* [Task prompt] To complete the exercise, repeat every record exactly as it stands.

══════════

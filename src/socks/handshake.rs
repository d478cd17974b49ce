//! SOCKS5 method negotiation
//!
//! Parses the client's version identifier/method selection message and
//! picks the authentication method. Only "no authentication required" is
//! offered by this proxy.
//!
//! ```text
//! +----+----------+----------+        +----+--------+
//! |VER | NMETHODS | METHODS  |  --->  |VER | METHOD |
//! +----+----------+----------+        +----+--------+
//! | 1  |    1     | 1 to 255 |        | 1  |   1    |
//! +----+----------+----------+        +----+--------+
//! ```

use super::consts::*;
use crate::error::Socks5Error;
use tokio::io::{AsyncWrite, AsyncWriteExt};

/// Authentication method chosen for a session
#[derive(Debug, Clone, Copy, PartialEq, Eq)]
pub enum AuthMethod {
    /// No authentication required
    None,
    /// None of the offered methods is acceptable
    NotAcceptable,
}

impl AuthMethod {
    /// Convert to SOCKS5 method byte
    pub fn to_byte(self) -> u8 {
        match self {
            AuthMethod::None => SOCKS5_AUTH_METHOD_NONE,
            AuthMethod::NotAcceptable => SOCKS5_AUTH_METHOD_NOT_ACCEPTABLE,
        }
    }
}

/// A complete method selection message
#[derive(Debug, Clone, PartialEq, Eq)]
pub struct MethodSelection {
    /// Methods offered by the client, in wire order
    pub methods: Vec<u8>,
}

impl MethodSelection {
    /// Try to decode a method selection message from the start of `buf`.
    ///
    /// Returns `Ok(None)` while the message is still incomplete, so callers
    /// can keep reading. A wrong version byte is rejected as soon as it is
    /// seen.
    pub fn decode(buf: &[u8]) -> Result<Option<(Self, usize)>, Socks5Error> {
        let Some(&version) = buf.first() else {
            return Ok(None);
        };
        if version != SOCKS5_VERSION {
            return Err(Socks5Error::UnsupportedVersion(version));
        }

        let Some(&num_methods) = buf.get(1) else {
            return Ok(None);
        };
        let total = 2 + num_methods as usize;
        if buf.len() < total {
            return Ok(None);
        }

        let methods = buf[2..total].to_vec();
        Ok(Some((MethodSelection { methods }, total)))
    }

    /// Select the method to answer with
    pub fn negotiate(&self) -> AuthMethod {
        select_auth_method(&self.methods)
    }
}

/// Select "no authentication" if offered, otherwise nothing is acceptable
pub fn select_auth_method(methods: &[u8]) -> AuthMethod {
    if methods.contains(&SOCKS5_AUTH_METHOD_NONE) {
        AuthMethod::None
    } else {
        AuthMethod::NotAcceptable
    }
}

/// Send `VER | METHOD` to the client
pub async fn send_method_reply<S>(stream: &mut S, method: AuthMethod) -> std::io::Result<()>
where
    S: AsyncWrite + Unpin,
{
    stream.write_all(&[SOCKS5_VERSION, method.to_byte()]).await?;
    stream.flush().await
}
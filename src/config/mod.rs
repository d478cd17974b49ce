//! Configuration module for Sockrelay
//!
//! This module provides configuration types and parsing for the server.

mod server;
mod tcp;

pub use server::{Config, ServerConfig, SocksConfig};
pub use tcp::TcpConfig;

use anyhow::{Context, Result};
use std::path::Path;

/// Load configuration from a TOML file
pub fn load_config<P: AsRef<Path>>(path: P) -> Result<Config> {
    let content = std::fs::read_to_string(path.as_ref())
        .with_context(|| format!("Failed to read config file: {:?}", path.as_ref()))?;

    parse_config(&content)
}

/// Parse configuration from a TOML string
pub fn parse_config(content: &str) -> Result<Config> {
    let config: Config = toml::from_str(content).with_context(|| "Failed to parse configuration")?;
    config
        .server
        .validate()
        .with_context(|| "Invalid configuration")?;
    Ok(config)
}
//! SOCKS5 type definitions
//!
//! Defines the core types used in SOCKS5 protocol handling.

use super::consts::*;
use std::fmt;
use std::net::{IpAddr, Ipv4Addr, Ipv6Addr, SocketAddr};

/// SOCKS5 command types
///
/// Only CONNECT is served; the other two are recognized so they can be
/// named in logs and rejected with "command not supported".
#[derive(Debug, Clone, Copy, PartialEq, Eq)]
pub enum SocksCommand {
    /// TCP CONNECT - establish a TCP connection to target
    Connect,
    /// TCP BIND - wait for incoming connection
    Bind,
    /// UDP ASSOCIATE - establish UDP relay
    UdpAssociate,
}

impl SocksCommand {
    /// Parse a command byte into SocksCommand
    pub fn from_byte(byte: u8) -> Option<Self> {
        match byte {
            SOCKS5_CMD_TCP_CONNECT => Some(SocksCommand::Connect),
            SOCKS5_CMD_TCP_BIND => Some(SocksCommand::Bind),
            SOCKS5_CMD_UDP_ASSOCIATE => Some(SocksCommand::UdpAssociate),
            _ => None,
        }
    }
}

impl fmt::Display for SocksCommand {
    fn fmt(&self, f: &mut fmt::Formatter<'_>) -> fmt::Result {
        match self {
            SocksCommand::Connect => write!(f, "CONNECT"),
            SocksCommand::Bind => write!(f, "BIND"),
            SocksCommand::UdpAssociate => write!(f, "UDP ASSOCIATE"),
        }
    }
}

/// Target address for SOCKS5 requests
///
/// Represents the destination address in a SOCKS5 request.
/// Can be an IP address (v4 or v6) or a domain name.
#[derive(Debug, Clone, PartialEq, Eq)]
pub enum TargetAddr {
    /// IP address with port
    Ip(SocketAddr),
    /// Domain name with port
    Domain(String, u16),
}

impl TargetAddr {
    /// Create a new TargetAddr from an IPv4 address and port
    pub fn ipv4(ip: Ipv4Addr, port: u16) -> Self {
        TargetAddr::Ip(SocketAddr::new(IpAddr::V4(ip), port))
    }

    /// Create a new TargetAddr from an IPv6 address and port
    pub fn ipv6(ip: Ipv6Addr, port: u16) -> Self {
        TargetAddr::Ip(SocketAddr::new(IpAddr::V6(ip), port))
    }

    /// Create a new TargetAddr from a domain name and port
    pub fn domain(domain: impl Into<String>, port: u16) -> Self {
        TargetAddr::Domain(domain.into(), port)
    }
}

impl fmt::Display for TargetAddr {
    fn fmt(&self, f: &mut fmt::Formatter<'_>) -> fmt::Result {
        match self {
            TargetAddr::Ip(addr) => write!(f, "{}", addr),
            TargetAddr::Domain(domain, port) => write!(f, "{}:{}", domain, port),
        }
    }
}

══════════

* [Answer to this task]
filename src/socks/handshake.rs
repository d478cd17974b49ce
//! SOCKS5 method negotiation
//!
//! Parses the client's version identifier/method selection message and
//! picks the authentication method. Only "no authentication required" is
//! offered by this proxy.
//!
//! ```text
//! +----+----------+----------+        +----+--------+
//! |VER | NMETHODS | METHODS  |  --->  |VER | METHOD |
//! +----+----------+----------+        +----+--------+
//! | 1  |    1     | 1 to 255 |        | 1  |   1    |
//! +----+----------+----------+        +----+--------+
//! ```

use super::consts::*;
use crate::error::Socks5Error;
use tokio::io::{AsyncWrite, AsyncWriteExt};

/// Authentication method chosen for a session
#[derive(Debug, Clone, Copy, PartialEq, Eq)]
pub enum AuthMethod {
    /// No authentication required
    None,
    /// None of the offered methods is acceptable
    NotAcceptable,
}

impl AuthMethod {
    /// Convert to SOCKS5 method byte
    pub fn to_byte(self) -> u8 {
        match self {
            AuthMethod::None => SOCKS5_AUTH_METHOD_NONE,
            AuthMethod::NotAcceptable => SOCKS5_AUTH_METHOD_NOT_ACCEPTABLE,
        }
    }
}

/// A complete method selection message
#[derive(Debug, Clone, PartialEq, Eq)]
pub struct MethodSelection {
    /// Methods offered by the client, in wire order
    pub methods: Vec<u8>,
}

impl MethodSelection {
    /// Try to decode a method selection message from the start of `buf`.
    ///
    /// Returns `Ok(None)` while the message is still incomplete, so callers
    /// can keep reading. A wrong version byte is rejected as soon as it is
    /// seen.
    pub fn decode(buf: &[u8]) -> Result<Option<(Self, usize)>, Socks5Error> {
        let Some(&version) = buf.first() else {
            return Ok(None);
        };
        if version != SOCKS5_VERSION {
            return Err(Socks5Error::UnsupportedVersion(version));
        }

        let Some(&num_methods) = buf.get(1) else {
            return Ok(None);
        };
        let total = 2 + num_methods as usize;
        if buf.len() < total {
            return Ok(None);
        }

        let methods = buf[2..total].to_vec();
        Ok(Some((MethodSelection { methods }, total)))
    }

    /// Select the method to answer with
    pub fn negotiate(&self) -> AuthMethod {
        select_auth_method(&self.methods)
    }
}

/// Select "no authentication" if offered, otherwise nothing is acceptable
pub fn select_auth_method(methods: &[u8]) -> AuthMethod {
    if methods.contains(&SOCKS5_AUTH_METHOD_NONE) {
        AuthMethod::None
    } else {
        AuthMethod::NotAcceptable
    }
}

/// Send `VER | METHOD` to the client
pub async fn send_method_reply<S>(stream: &mut S, method: AuthMethod) -> std::io::Result<()>
where
    S: AsyncWrite + Unpin,
{
    stream.write_all(&[SOCKS5_VERSION, method.to_byte()]).await?;
    stream.flush().await
}
filename src/config/mod.rs
repository d478cd17974b49ce
//! Configuration module for Sockrelay
//!
//! This module provides configuration types and parsing for the server.

mod server;
mod tcp;

pub use server::{Config, ServerConfig, SocksConfig};
pub use tcp::TcpConfig;

use anyhow::{Context, Result};
use std::path::Path;

/// Load configuration from a TOML file
pub fn load_config<P: AsRef<Path>>(path: P) -> Result<Config> {
    let content = std::fs::read_to_string(path.as_ref())
        .with_context(|| format!("Failed to read config file: {:?}", path.as_ref()))?;

    parse_config(&content)
}

/// Parse configuration from a TOML string
pub fn parse_config(content: &str) -> Result<Config> {
    let config: Config = toml::from_str(content).with_context(|| "Failed to parse configuration")?;
    config
        .server
        .validate()
        .with_context(|| "Invalid configuration")?;
    Ok(config)
}
//! SOCKS5 type definitions
//!
//! Defines the core types used in SOCKS5 protocol handling.

use super::consts::*;
use std::fmt;
use std::net::{IpAddr, Ipv4Addr, Ipv6Addr, SocketAddr};

/// SOCKS5 command types
///
/// Only CONNECT is served; the other two are recognized so they can be
/// named in logs and rejected with "command not supported".
#[derive(Debug, Clone, Copy, PartialEq, Eq)]
pub enum SocksCommand {
    /// TCP CONNECT - establish a TCP connection to target
    Connect,
    /// TCP BIND - wait for incoming connection
    Bind,
    /// UDP ASSOCIATE - establish UDP relay
    UdpAssociate,
}

impl SocksCommand {
    /// Parse a command byte into SocksCommand
    pub fn from_byte(byte: u8) -> Option<Self> {
        match byte {
            SOCKS5_CMD_TCP_CONNECT => Some(SocksCommand::Connect),
            SOCKS5_CMD_TCP_BIND => Some(SocksCommand::Bind),
            SOCKS5_CMD_UDP_ASSOCIATE => Some(SocksCommand::UdpAssociate),
            _ => None,
        }
    }
}

impl fmt::Display for SocksCommand {
    fn fmt(&self, f: &mut fmt::Formatter<'_>) -> fmt::Result {
        match self {
            SocksCommand::Connect => write!(f, "CONNECT"),
            SocksCommand::Bind => write!(f, "BIND"),
            SocksCommand::UdpAssociate => write!(f, "UDP ASSOCIATE"),
        }
    }
}

/// Target address for SOCKS5 requests
///
/// Represents the destination address in a SOCKS5 request.
/// Can be an IP address (v4 or v6) or a domain name.
#[derive(Debug, Clone, PartialEq, Eq)]
pub enum TargetAddr {
    /// IP address with port
    Ip(SocketAddr),
    /// Domain name with port
    Domain(String, u16),
}

impl TargetAddr {
    /// Create a new TargetAddr from an IPv4 address and port
    pub fn ipv4(ip: Ipv4Addr, port: u16) -> Self {
        TargetAddr::Ip(SocketAddr::new(IpAddr::V4(ip), port))
    }

    /// Create a new TargetAddr from an IPv6 address and port
    pub fn ipv6(ip: Ipv6Addr, port: u16) -> Self {
        TargetAddr::Ip(SocketAddr::new(IpAddr::V6(ip), port))
    }

    /// Create a new TargetAddr from a domain name and port
    pub fn domain(domain: impl Into<String>, port: u16) -> Self {
        TargetAddr::Domain(domain.into(), port)
    }
}

impl fmt::Display for TargetAddr {
    fn fmt(&self, f: &mut fmt::Formatter<'_>) -> fmt::Result {
        match self {
            TargetAddr::Ip(addr) => write!(f, "{}", addr),
            TargetAddr::Domain(domain, port) => write!(f, "{}:{}", domain, port),
        }
    }
}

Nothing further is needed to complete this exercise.